*WHAT IS EXPECTED*
Which lines below include the string "VectorIndex"? Please show each one.

*EXERCISE INPUT*
******
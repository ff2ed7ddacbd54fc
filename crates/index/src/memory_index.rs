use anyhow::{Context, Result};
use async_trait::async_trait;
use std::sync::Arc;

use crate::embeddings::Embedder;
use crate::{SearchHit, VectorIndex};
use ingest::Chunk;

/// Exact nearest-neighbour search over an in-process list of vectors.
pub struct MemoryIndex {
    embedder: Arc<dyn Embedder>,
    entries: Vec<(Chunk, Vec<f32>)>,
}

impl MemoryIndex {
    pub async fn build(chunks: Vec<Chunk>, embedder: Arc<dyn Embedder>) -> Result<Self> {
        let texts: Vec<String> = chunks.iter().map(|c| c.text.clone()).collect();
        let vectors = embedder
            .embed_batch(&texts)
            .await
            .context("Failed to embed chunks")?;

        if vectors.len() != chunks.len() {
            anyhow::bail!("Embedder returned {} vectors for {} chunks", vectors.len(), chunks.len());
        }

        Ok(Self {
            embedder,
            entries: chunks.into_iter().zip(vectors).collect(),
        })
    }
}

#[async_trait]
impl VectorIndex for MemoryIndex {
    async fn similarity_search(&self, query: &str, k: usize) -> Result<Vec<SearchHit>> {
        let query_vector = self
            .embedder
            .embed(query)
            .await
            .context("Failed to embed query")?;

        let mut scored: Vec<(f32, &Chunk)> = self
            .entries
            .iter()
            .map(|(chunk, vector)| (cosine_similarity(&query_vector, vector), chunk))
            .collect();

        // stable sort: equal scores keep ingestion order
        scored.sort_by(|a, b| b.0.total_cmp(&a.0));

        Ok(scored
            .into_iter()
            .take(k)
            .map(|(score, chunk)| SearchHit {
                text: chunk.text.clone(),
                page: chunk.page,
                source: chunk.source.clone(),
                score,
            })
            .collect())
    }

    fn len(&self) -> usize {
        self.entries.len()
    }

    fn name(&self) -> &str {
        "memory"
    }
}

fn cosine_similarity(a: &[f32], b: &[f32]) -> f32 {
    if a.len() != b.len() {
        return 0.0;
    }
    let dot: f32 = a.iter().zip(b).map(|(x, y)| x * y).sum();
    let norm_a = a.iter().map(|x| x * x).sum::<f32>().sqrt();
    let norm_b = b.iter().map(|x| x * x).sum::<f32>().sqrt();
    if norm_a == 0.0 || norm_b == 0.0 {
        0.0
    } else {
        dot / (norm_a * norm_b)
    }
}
******
*RESPONSE TO THIS TASK*
use crate::{SearchHit, VectorIndex};
impl VectorIndex for MemoryIndex {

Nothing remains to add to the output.